→ **Problem statement**
Give the number of lines in the records below that contain the word "value". State only that number.

→ **Data in this exercise**
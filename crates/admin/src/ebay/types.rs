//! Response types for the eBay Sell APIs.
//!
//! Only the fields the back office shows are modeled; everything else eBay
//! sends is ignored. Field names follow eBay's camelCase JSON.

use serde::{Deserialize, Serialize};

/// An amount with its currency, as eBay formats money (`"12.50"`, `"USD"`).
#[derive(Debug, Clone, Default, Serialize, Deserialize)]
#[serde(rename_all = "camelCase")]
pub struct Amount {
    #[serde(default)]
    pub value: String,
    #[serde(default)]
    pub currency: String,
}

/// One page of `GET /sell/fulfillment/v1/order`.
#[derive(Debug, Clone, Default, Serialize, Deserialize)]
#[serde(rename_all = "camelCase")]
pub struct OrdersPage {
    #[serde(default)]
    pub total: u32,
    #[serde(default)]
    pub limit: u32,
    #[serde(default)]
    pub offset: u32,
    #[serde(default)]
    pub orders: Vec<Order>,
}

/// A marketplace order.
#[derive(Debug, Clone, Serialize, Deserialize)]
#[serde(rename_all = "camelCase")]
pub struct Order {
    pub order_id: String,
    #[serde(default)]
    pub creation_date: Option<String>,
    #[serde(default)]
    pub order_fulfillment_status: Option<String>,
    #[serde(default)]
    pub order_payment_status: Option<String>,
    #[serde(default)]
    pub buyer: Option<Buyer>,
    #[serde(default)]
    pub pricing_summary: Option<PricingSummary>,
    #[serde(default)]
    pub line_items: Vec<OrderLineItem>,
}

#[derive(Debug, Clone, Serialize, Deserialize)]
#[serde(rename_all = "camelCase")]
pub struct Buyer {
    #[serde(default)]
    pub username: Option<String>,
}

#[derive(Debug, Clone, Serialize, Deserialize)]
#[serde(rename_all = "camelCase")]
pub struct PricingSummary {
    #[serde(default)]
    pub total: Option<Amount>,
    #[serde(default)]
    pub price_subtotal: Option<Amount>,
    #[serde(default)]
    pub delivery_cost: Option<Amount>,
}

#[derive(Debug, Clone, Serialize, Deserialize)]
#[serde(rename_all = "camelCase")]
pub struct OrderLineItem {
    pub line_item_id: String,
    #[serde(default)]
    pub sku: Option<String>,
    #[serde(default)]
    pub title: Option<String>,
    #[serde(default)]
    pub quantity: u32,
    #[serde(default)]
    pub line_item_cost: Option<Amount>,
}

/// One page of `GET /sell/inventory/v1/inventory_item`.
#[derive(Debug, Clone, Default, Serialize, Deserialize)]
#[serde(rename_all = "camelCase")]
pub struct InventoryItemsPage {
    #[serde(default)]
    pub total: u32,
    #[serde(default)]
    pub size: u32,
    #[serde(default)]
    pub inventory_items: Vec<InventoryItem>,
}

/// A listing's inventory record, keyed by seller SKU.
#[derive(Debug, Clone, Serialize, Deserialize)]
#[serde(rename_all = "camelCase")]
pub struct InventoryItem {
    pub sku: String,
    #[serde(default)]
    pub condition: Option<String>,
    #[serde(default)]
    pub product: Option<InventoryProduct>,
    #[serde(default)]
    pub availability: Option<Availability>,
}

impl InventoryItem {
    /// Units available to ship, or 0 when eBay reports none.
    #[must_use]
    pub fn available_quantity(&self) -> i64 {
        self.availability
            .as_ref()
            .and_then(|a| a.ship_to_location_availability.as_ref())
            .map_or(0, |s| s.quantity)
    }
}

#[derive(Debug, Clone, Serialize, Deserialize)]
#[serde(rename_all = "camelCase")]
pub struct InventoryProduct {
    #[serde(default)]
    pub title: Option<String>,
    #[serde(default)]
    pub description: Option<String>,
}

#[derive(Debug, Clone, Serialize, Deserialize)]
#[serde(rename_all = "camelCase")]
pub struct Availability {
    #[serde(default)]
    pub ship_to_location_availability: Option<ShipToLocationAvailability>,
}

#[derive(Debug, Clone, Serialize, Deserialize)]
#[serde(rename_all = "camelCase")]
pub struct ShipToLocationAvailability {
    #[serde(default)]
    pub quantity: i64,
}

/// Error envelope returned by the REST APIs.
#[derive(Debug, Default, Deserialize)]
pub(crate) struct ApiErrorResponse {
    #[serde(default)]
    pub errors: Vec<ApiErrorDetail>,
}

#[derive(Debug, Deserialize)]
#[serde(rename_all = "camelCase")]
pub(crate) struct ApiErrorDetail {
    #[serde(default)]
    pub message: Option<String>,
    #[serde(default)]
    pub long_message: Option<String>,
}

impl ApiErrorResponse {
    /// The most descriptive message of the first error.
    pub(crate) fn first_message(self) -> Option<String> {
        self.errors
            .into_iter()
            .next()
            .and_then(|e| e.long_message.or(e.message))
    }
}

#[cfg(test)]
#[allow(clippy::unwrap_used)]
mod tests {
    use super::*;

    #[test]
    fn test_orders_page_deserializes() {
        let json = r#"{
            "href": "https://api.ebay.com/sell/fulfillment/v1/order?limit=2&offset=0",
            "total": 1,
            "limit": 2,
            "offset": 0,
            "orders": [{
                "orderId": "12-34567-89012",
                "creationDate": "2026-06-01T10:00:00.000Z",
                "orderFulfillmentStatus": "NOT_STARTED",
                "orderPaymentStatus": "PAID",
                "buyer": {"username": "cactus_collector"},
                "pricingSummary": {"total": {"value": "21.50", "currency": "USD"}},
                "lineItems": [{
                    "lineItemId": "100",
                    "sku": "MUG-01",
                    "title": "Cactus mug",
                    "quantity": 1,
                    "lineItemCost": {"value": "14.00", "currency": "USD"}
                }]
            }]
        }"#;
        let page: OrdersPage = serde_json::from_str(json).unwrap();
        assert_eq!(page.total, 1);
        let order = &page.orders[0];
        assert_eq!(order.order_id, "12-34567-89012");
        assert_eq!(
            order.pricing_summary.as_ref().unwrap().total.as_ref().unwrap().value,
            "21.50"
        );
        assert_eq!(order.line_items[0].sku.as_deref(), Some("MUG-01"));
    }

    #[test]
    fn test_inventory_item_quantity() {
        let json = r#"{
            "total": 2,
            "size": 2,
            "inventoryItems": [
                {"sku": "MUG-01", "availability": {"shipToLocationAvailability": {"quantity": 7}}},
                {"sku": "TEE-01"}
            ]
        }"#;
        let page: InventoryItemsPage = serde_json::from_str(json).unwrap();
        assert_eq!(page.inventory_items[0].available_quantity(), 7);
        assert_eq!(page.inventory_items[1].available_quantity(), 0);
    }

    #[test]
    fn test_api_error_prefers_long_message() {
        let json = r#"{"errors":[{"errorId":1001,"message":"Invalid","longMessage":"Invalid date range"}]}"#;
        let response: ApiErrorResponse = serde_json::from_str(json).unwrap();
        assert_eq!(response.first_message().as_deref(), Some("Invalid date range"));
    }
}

→ **Written solution**
4